Tower of London ceramic poppies

Welcome to The Royal British Legion Holland Branch

By Henk Duinhoven, Image Credit: Historic Royal Palaces

This is a work in progress that will finish on Remembrance Day - a beautiful tribute, and one that I have been following for a couple of weeks now. These are great photographs of the installation...

World War I, known at the time as the Great War, was thought to be the war that would end all future wars. All sides suffered an incredibly high number of needless deaths, and the war devastated an entire generation. In fact, the sheer amount of destruction and death has only been eclipsed by World War II. Since it ended, all countries involved have held memorials to remember their fallen dead who sacrificed their lives for the good of their country. This fact is all the more so in England, where nearly a million people lost their lives. What they've done to commemorate their fallen soldiers is truly beautiful, while also helping us understand the true scope of these soldiers' sacrifice. Even a hundred years later, we should not forget their incredible acts of heroism.

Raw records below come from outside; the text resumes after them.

//! Admin surface.
//!
//! The operations behind the administrative API: vault wallet CRUD, the
//! seed calendar, treasury withdrawals, and summary statistics. This is
//! the contract layer only; the HTTP handlers that expose it live
//! outside the core and every call passes through [`AdminApi::authorize`]
//! first.

use std::{net::IpAddr, sync::Arc};

use chrono::NaiveDate;
use serde::Serialize;
use tracing::*;

use crate::{
    config::Config,
    error::{Error, Result},
    explorer::{Broadcaster, ChainReader},
    seeds::{FairnessView, SeedRegistry},
    store::{
        models::{PayoutStatus, SeedId, ServerSeed, VaultWallet, WalletId},
        Store,
    },
    txbuild::{self, PayoutParams},
    wallets::{NewWallet, WalletVault},
};

pub struct AdminApi<C> {
    store: Arc<Store>,
    wallets: Arc<WalletVault>,
    seeds: Arc<SeedRegistry>,
    chain: C,
    api_key: String,
    ip_whitelist: Vec<IpAddr>,
    cold_storage_address: Option<String>,
    default_fee: u64,
    dust_limit: u64,
    fairness_window_days: i64,
    network: bitcoin::Network,
}

/// Result of a destructive wallet deletion.
#[derive(Clone, Debug, Serialize)]
pub struct WalletDeletion {
    pub deleted: bool,
    /// Present when the wallet had received funds; the caller was warned.
    pub warning: Option<String>,
}

/// A withdrawal broadcast to cold storage.
#[derive(Clone, Debug, Serialize)]
pub struct Withdrawal {
    pub txid: bitcoin::Txid,
    pub from_address: String,
    pub to_address: String,
    pub amount: u64,
    pub fee: u64,
}

/// Wallet listing entry with an optionally refreshed live balance.
#[derive(Clone, Debug, Serialize)]
pub struct WalletSummary {
    #[serde(flatten)]
    pub wallet: VaultWallet,
    pub live_balance_sats: Option<u64>,
}

/// Aggregates over bets and payouts.
#[derive(Clone, Debug, Default, Serialize)]
pub struct SummaryStats {
    pub total_users: usize,
    pub total_wallets: usize,
    pub total_bets: usize,
    pub total_wins: usize,
    pub total_losses: usize,
    pub total_wagered: u64,
    pub total_paid_out: u64,
    pub house_profit: i64,
    pub payouts_pending: usize,
    pub payouts_broadcast: usize,
    pub payouts_confirmed: usize,
    pub payouts_failed: usize,
}

impl<C> AdminApi<C> {
    pub fn new(
        store: Arc<Store>,
        wallets: Arc<WalletVault>,
        seeds: Arc<SeedRegistry>,
        chain: C,
        config: &Config,
    ) -> Self {
        AdminApi {
            store,
            wallets,
            seeds,
            chain,
            api_key: config.admin_api_key.clone(),
            ip_whitelist: config.admin_ip_whitelist.clone(),
            cold_storage_address: config.cold_storage_address.clone(),
            default_fee: config.default_tx_fee_sats,
            dust_limit: config.dust_limit_sats,
            fairness_window_days: config.fairness_window_days,
            network: config.network,
        }
    }

    /// Every admin call requires the API key and a whitelisted source IP.
    pub fn authorize(&self, api_key: &str, remote_ip: IpAddr) -> Result<()> {
        if api_key != self.api_key {
            warn!(%remote_ip, "admin call with bad API key");
            return Err(Error::user("unauthorized"));
        }
        if !self.ip_whitelist.contains(&remote_ip) {
            warn!(%remote_ip, "admin call from non-whitelisted address");
            return Err(Error::user("unauthorized"));
        }
        Ok(())
    }

    // ---- wallets ----------------------------------------------------------

    pub fn create_wallet(&self, req: NewWallet) -> Result<VaultWallet> {
        self.wallets.create_wallet(req)
    }

    pub fn set_wallet_active(&self, id: WalletId, active: bool) -> Result<VaultWallet> {
        self.wallets.set_active(id, active)
    }

    pub fn set_wallet_label(&self, id: WalletId, label: Option<String>) -> Result<VaultWallet> {
        self.store.update_wallet(id, |w| w.label = label.clone())
    }

    /// Destructive. A funded wallet is only deleted with `force`, and the
    /// response still carries the warning.
    pub fn delete_wallet(&self, id: WalletId, force: bool) -> Result<WalletDeletion> {
        let wallet = self.store.wallet(id)?;
        let warning = (wallet.total_received > 0).then(|| {
            format!(
                "wallet {} received {} sat over its lifetime; its key is destroyed with it",
                wallet.address, wallet.total_received
            )
        });
        if warning.is_some() && !force {
            return Ok(WalletDeletion {
                deleted: false,
                warning,
            });
        }
        let deleted = self.store.delete_wallet(id)?;
        if deleted {
            warn!(wallet = %id, address = %wallet.address, "vault wallet deleted");
        }
        Ok(WalletDeletion { deleted, warning })
    }

    // ---- seed calendar ----------------------------------------------------

    pub fn create_seed(&self, date: NaiveDate) -> Result<ServerSeed> {
        self.seeds.admin_create(date)
    }

    pub fn delete_seed(&self, id: SeedId) -> Result<bool> {
        self.seeds.admin_delete(id)
    }

    pub fn fairness_view(&self) -> Result<FairnessView> {
        self.seeds.public_view(self.fairness_window_days)
    }

    // ---- statistics -------------------------------------------------------

    pub fn summary_stats(&self) -> Result<SummaryStats> {
        let mut stats = SummaryStats::default();

        stats.total_wallets = self.store.all_wallets()?.len();

        for bet in self.store.all_bets()? {
            stats.total_bets += 1;
            stats.total_wagered += bet.bet_amount;
            match bet.is_win {
                Some(true) => {
                    stats.total_wins += 1;
                    stats.total_paid_out += bet.payout_amount.unwrap_or(0);
                }
                Some(false) => stats.total_losses += 1,
                None => {}
            }
            if let Some(profit) = bet.profit {
                stats.house_profit -= profit;
            }
        }

        for payout in self.store.all_payouts()? {
            match payout.status {
                PayoutStatus::Pending => stats.payouts_pending += 1,
                PayoutStatus::Broadcast => stats.payouts_broadcast += 1,
                PayoutStatus::Confirmed => stats.payouts_confirmed += 1,
                PayoutStatus::Failed => stats.payouts_failed += 1,
            }
        }

        stats.total_users = self.store.all_users()?.len();
        Ok(stats)
    }
}

impl<C: ChainReader + Broadcaster + Send + Sync> AdminApi<C> {
    /// All wallets, optionally with live balances from the explorer. The
    /// cached `balance_sats` is refreshed for each balance fetched.
    pub async fn list_wallets(&self, with_balances: bool) -> Result<Vec<WalletSummary>> {
        let mut wallets = self.store.all_wallets()?;
        wallets.sort_by_key(|w| (w.multiplier, w.id));

        let mut out = Vec::with_capacity(wallets.len());
        for wallet in wallets {
            let live_balance_sats = if with_balances {
                match self.chain.address_stats(&wallet.address).await {
                    Ok(stats) => {
                        let balance = stats.confirmed_balance();
                        self.store
                            .update_wallet(wallet.id, |w| w.balance_sats = balance)?;
                        Some(balance)
                    }
                    Err(e) => {
                        warn!(address = %wallet.address, error = %e, "balance lookup failed");
                        None
                    }
                }
            } else {
                None
            };
            out.push(WalletSummary {
                wallet,
                live_balance_sats,
            });
        }
        Ok(out)
    }

    // ---- treasury ---------------------------------------------------------

    /// Withdraws part or all of a vault's balance to the configured
    /// cold-storage address, reusing the payout signing path with a flat
    /// fee. `amount` of `None` sweeps everything above the fee.
    pub async fn withdraw_to_cold_storage(
        &self,
        wallet_id: WalletId,
        amount: Option<u64>,
        fee: Option<u64>,
    ) -> Result<Withdrawal> {
        let cold_storage = self
            .cold_storage_address
            .clone()
            .ok_or_else(|| Error::user("no cold storage address configured"))?;
        let wallet = self.store.wallet(wallet_id)?;
        let fee = fee.unwrap_or(self.default_fee);

        let utxos = self
            .chain
            .utxos_of(&wallet.address)
            .await
            .map_err(Error::from)?;
        let total: u64 = utxos.iter().map(|u| u.value).sum();
        if total == 0 {
            return Err(Error::InsufficientFunds {
                needed: fee,
                available: 0,
            });
        }

        let gross = amount.unwrap_or(total);
        if gross > total {
            return Err(Error::InsufficientFunds {
                needed: gross,
                available: total,
            });
        }
        let send = gross.saturating_sub(fee);
        if send <= self.dust_limit {
            return Err(Error::user(format!(
                "amount after fee ({send} sat) is at or below the dust limit"
            )));
        }

        let wif = self.wallets.decrypt_key(&wallet)?;
        let built = txbuild::build_signed_payout(&PayoutParams {
            wif: &wif,
            vault_address: &wallet.address,
            address_kind: wallet.address_kind,
            recipient: &cold_storage,
            amount: send,
            fee,
            dust_limit: self.dust_limit,
            network: self.network,
            utxos: &utxos,
        })?;
        drop(wif);

        let txid = self.chain.broadcast(&built.raw_hex).await.map_err(Error::from)?;
        self.wallets.record_sent(wallet.id, send + built.fee)?;
        info!(
            wallet = %wallet.id,
            %txid,
            amount = send,
            fee = built.fee,
            "treasury withdrawal broadcast"
        );

        Ok(Withdrawal {
            txid,
            from_address: wallet.address,
            to_address: cold_storage,
            amount: send,
            fee: built.fee,
        })
    }
}

#[cfg(test)]
mod test {
    use super::*;
    use crate::{keyvault::KeyVault, store::models::AddressKind};

    /// Chain-free admin instance; `()` stands in for the explorer since
    /// none of the exercised calls touch it.
    fn api() -> AdminApi<()> {
        let config = Config::for_tests();
        let store = Arc::new(Store::open_temporary().unwrap());
        let keyvault =
            Arc::new(KeyVault::from_base64_key(&KeyVault::generate_master_key()).unwrap());
        let wallets = Arc::new(WalletVault::new(store.clone(), keyvault, &config));
        let seeds = Arc::new(SeedRegistry::new(store.clone()));
        AdminApi::new(store, wallets, seeds, (), &config)
    }

    fn new_wallet(multiplier: u32) -> NewWallet {
        NewWallet {
            multiplier,
            chance: None,
            address_kind: AddressKind::Segwit,
            label: None,
        }
    }

    #[test]
    fn authorize_requires_key_and_ip() {
        let api = api();
        let ok: IpAddr = "127.0.0.1".parse().unwrap();
        let bad: IpAddr = "203.0.113.7".parse().unwrap();
        assert!(api
            .authorize("test-admin-key-test-admin-key-test", ok)
            .is_ok());
        assert!(api.authorize("wrong-key", ok).is_err());
        assert!(api
            .authorize("test-admin-key-test-admin-key-test", bad)
            .is_err());
    }

    #[test]
    fn funded_wallet_deletion_needs_force() {
        let api = api();
        let wallet = api.create_wallet(new_wallet(2)).unwrap();
        api.wallets.record_deposit(wallet.id, 10_000).unwrap();

        let refused = api.delete_wallet(wallet.id, false).unwrap();
        assert!(!refused.deleted);
        assert!(refused.warning.is_some());

        let forced = api.delete_wallet(wallet.id, true).unwrap();
        assert!(forced.deleted);
        assert!(forced.warning.is_some());
        assert!(api
            .wallets
            .wallet_for_address(&wallet.address)
            .unwrap()
            .is_none());
    }

    #[test]
    fn unfunded_wallet_deletes_without_warning() {
        let api = api();
        let wallet = api.create_wallet(new_wallet(3)).unwrap();
        let outcome = api.delete_wallet(wallet.id, false).unwrap();
        assert!(outcome.deleted);
        assert!(outcome.warning.is_none());
    }

    #[test]
    fn summary_stats_start_empty() {
        let api = api();
        let stats = api.summary_stats().unwrap();
        assert_eq!(stats.total_bets, 0);
        assert_eq!(stats.house_profit, 0);
        assert_eq!(stats.payouts_failed, 0);
    }
}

The moat that surrounds the Tower of London has long stood empty and dry. But now, what may look like gushing blood from its very walls, is actually something beautiful.


This summer, the moat has been filled with 888,246 red ceramic poppies, one for each British and Colonial soldier who perished during World War I.


For the past few weeks, a team of 150 volunteers has been placing red ceramic poppies one by one around the Tower. The last poppy will be symbolically planted on the last day of the installation: November 11, Armistice Day.


Each evening, the Last Post will be sounded and a selection of names of the dead read out loud. It's stunning and sobering commemoration that befits the Great War.


Regardless of why their countries went to war, we should never forget the selfless acts of these brave men.